Gumuz people


The Gumuz are an ethnic group speaking a Nilo-Saharan language inhabiting the Benishangul-Gumuz Region and the Qwara woreda in western Ethiopia, as well as the Fazogli region in Sudan. They speak the Gumuz language, which belongs to the Nilo-Saharan family. The Gumuz number around 200,000 individuals.

History

The Gumuz have traditionally been grouped with other Nilotic peoples living along the Sudanese-Ethiopian border under the collective name Shanqella. As "Shanquella", they are already mentioned by Scottish explorer James Bruce in his Travels to Discover the Source of the Nile, published in 1790. He notes that they hunted with bows and arrows, a custom that survives today.
Most Gumuz members live in a bush-savanna lowland environment.

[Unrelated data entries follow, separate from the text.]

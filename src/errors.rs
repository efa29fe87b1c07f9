/*!
 * Error types for the sheet-translate application.
 *
 * Provider and translation errors are recovered per cell by the pipeline;
 * table and application errors are fatal to a run.
 */

use thiserror::Error;

/// Errors that can occur when calling a translation provider
#[derive(Error, Debug)]
pub enum ProviderError {
    /// Error when making an API request fails
    #[error("API request failed: {0}")]
    RequestFailed(String),

    /// Error when parsing an API response fails
    #[error("Failed to parse API response: {0}")]
    ParseError(String),

    /// Error returned by the API itself
    #[error("API responded with error: {status_code} - {message}")]
    ApiError {
        /// HTTP status code
        status_code: u16,
        /// Error message from the API
        message: String,
    },

    /// Error establishing or maintaining a connection
    #[error("Connection error: {0}")]
    ConnectionError(String),

    /// Error related to rate limiting
    #[error("Rate limit exceeded: {0}")]
    RateLimitExceeded(String),

    /// Error with authentication
    #[error("Authentication error: {0}")]
    AuthenticationError(String),

    /// The provider refuses this input (too long, unsupported)
    #[error("Invalid input: {0}")]
    InvalidInput(String),
}

impl From<reqwest::Error> for ProviderError {
    fn from(error: reqwest::Error) -> Self {
        if error.is_timeout() || error.is_connect() {
            Self::ConnectionError(error.to_string())
        } else if error.is_decode() {
            Self::ParseError(error.to_string())
        } else {
            Self::RequestFailed(error.to_string())
        }
    }
}

/// Errors that can occur while translating a single cell
#[derive(Error, Debug)]
pub enum TranslationError {
    /// Error from the provider API
    #[error("Provider error: {0}")]
    Provider(#[from] ProviderError),

    /// Provider answered with nothing for a non-empty input
    #[error("Provider returned an empty translation")]
    EmptyResponse,
}

/// Errors that can occur while reading or writing a table
#[derive(Error, Debug)]
pub enum TableError {
    /// The input file could not be opened or parsed
    #[error("Failed to open table {path}: {message}")]
    Open { path: String, message: String },

    /// Extension is not a supported tabular format
    #[error("Unsupported table format: {0}")]
    UnsupportedFormat(String),

    /// The requested worksheet does not exist
    #[error("Worksheet not found: {0}")]
    SheetNotFound(String),

    /// The worksheet has no header row
    #[error("Worksheet is empty: {0}")]
    EmptySheet(String),

    /// Error from the CSV reader or writer
    #[error("CSV error: {0}")]
    Csv(#[from] csv::Error),

    /// Error from the workbook writer
    #[error("Workbook write error: {0}")]
    Workbook(#[from] rust_xlsxwriter::XlsxError),

    /// Plain I/O failure
    #[error("I/O error: {0}")]
    Io(#[from] std::io::Error),
}

/// Main application error type that wraps all other errors
#[derive(Error, Debug)]
pub enum AppError {
    /// Invalid or inconsistent configuration
    #[error("Configuration error: {0}")]
    Config(String),

    /// The designated column is not in the input table
    #[error("Column '{column}' not found in input. Available columns: {}", available.join(", "))]
    MissingColumn {
        /// Configured column name
        column: String,
        /// Header names found in the table
        available: Vec<String>,
    },

    /// Error from reading or writing the table
    #[error("Table error: {0}")]
    Table(#[from] TableError),

    /// Error from a provider
    #[error("Provider error: {0}")]
    Provider(#[from] ProviderError),

    /// Error from a file operation
    #[error("File error: {0}")]
    File(String),

    /// Any other error
    #[error("Unknown error: {0}")]
    Unknown(String),
}

impl From<anyhow::Error> for AppError {
    fn from(error: anyhow::Error) -> Self {
        Self::Unknown(error.to_string())
    }
}

impl From<std::io::Error> for AppError {
    fn from(error: std::io::Error) -> Self {
        Self::File(error.to_string())
    }
}
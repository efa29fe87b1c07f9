use async_trait::async_trait;
use log::error;
use reqwest::Client;
use serde::{Deserialize, Serialize};
use std::time::Duration;
use url::Url;

use crate::errors::ProviderError;
use crate::providers::{Provider, render_system_prompt};

/// Ollama client for interacting with Ollama API
#[derive(Debug)]
pub struct Ollama {
    /// Base URL of the Ollama API
    base_url: Url,
    /// HTTP client for making requests
    client: Client,
    /// Model name to use for generation
    model: String,
    /// System prompt template
    system_prompt: String,
    /// Sampling temperature
    temperature: f32,
}

/// Generate request for the Ollama API
#[derive(Debug, Serialize, Deserialize)]
pub struct GenerationRequest {
    /// Model name to use for generation
    model: String,
    /// Prompt to generate from
    prompt: String,
    /// System message to guide the model
    #[serde(skip_serializing_if = "Option::is_none")]
    system: Option<String>,
    /// Additional model parameters
    #[serde(skip_serializing_if = "Option::is_none")]
    options: Option<GenerationOptions>,
    /// Whether to stream the response
    #[serde(skip_serializing_if = "Option::is_none")]
    stream: Option<bool>,
}

/// Generation options for the Ollama API
#[derive(Debug, Serialize, Deserialize)]
pub struct GenerationOptions {
    /// Temperature for generation
    #[serde(skip_serializing_if = "Option::is_none")]
    temperature: Option<f32>,
}

/// Generation response from the Ollama API
#[derive(Debug, Serialize, Deserialize)]
pub struct GenerationResponse {
    /// Model name
    #[serde(default)]
    pub model: String,
    /// Generated text
    pub response: String,
    /// Whether the generation is complete
    #[serde(default)]
    pub done: bool,
    /// Number of prompt tokens
    #[serde(skip_serializing_if = "Option::is_none")]
    pub prompt_eval_count: Option<u64>,
    /// Number of generated tokens
    #[serde(skip_serializing_if = "Option::is_none")]
    pub eval_count: Option<u64>,
}

impl GenerationRequest {
    /// Create a new non-streaming generation request
    pub fn new(model: impl Into<String>, prompt: impl Into<String>) -> Self {
        Self {
            model: model.into(),
            prompt: prompt.into(),
            system: None,
            options: None,
            stream: Some(false),
        }
    }

    /// Set the system prompt
    pub fn system(mut self, system: impl Into<String>) -> Self {
        self.system = Some(system.into());
        self
    }

    /// Set the temperature
    pub fn temperature(mut self, temperature: f32) -> Self {
        self.options = Some(GenerationOptions {
            temperature: Some(temperature),
        });
        self
    }
}

impl Ollama {
    /// Create a new Ollama client from configuration values
    ///
    /// A bare `host:port` endpoint is treated as `http://host:port`.
    pub fn new_with_config(
        endpoint: &str,
        model: impl Into<String>,
        timeout_secs: u64,
        system_prompt: impl Into<String>,
        temperature: f32,
    ) -> Result<Self, ProviderError> {
        let base_url = parse_endpoint(endpoint)?;

        Ok(Self {
            base_url,
            client: Client::builder()
                .timeout(Duration::from_secs(timeout_secs))
                // Ollama uses HTTP/1.1
                .http1_only()
                .build()
                .unwrap_or_default(),
            model: model.into(),
            system_prompt: system_prompt.into(),
            temperature,
        })
    }

    /// Base URL requests are sent to
    pub fn base_url(&self) -> &Url {
        &self.base_url
    }

    /// Generate text from the Ollama API
    pub async fn generate(&self, request: GenerationRequest) -> Result<GenerationResponse, ProviderError> {
        let url = self
            .base_url
            .join("api/generate")
            .map_err(|e| ProviderError::RequestFailed(e.to_string()))?;

        let response = self.client.post(url).json(&request).send().await?;

        let status = response.status();
        if !status.is_success() {
            let error_text = response
                .text()
                .await
                .unwrap_or_else(|_| "Failed to get error response text".to_string());
            error!("Ollama API error ({}): {}", status, error_text);
            return Err(ProviderError::ApiError {
                status_code: status.as_u16(),
                message: error_text,
            });
        }

        let response_text = response.text().await?;
        serde_json::from_str::<GenerationResponse>(&response_text).map_err(|e| {
            let preview: String = response_text.chars().take(500).collect();
            error!("Failed to parse Ollama API response: {}. Raw response: {}", e, preview);
            ProviderError::ParseError(e.to_string())
        })
    }
}

#[async_trait]
impl Provider for Ollama {
    fn name(&self) -> &str {
        "ollama"
    }

    async fn translate(
        &self,
        text: &str,
        source_language: &str,
        target_language: &str,
    ) -> Result<String, ProviderError> {
        let request = GenerationRequest::new(&self.model, text)
            .system(render_system_prompt(&self.system_prompt, source_language, target_language))
            .temperature(self.temperature);

        let response = self.generate(request).await?;
        Ok(response.response.trim().to_string())
    }
}

/// Parse an endpoint string into a base URL ending with `/`
fn parse_endpoint(endpoint: &str) -> Result<Url, ProviderError> {
    if endpoint.trim().is_empty() {
        return Err(ProviderError::ConnectionError("Endpoint cannot be empty".to_string()));
    }

    let with_scheme = if endpoint.starts_with("http://") || endpoint.starts_with("https://") {
        endpoint.to_string()
    } else {
        format!("http://{}", endpoint)
    };

    let normalized = format!("{}/", with_scheme.trim_end_matches('/'));
    Url::parse(&normalized)
        .map_err(|e| ProviderError::ConnectionError(format!("Invalid endpoint '{}': {}", endpoint, e)))
}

According to their traditions, in earlier times they inhabited the western parts of the province of Gojjam, but were progressively banished to the inhospitable area of the Blue Nile and its tributaries by their more powerful Afroasiatic-speaking neighbors, the Amhara and Agaw, who also enslaved them. Slavery did not disappear in Ethiopia until the 1940s. Descendants of Gumuz people taken as slaves to the area just south of Welkite were found to still be speaking the language in 1984.

Language

The Gumuz speak the Gumuz language, which belongs to the Nilo-Saharan family. It is subdivided in several dialects.

Demographics

As of 2007, there were around 159,418 Gumuz in Ethiopia. Around 67,000 Gumuz also lived in Sudan.

Culture

The Gumuz practice shifting cultivation and their staple food is sorghum. Cereal crops are kept in granaries decorated with clay lumps imitating female breasts. Sorghum is used for cooking porridge and brewing beer. All the cooking and brewing is carried out in earthen pots, which are made by women. The Gumuz also hunt wild animals, such as duikers and warthogs, and gather honey, wild fruits, roots and seeds. Those living near the Sudanese borderland converted to Islam and a few are Christians, but most Gumuz still maintain traditional religious practices. Spirits are called mus'a and are thought to dwell in houses, granaries, fields, trees and mountains. They have ritual specialists called gafea. Originally, all Gumuz adorned their bodies with scarifications, but this custom is disappearing through government pressure and education. All Gumuz are organized in clans. Feuds between clans are common and they are usually solved by means of an institution of conflict resolution, called mangema or depending on the region. As among the Sudanese Uduk, marriage is through sister exchange.

Recent developments

Many changes have occurred for the Gumuz people since the 1980s. There has been resettlement of highlanders to their area, particularly linked to the availability of land and water. For instance, settlers were attracted to a large irrigation project along the Kusa or Beles River. Often the Gumuz’ lands have been allocated to transnational or domestic investors. In several parts of the Gumuz area, the settlers’ economy now dominates. Many Gumuz have become sedentary but have maintained their agricultural system. Though a transit road has been built and commercial farms established in the lower basin one should consider the Gumuz people as “peripheral” in regard to the Ethiopian highlands that hold the power in the country.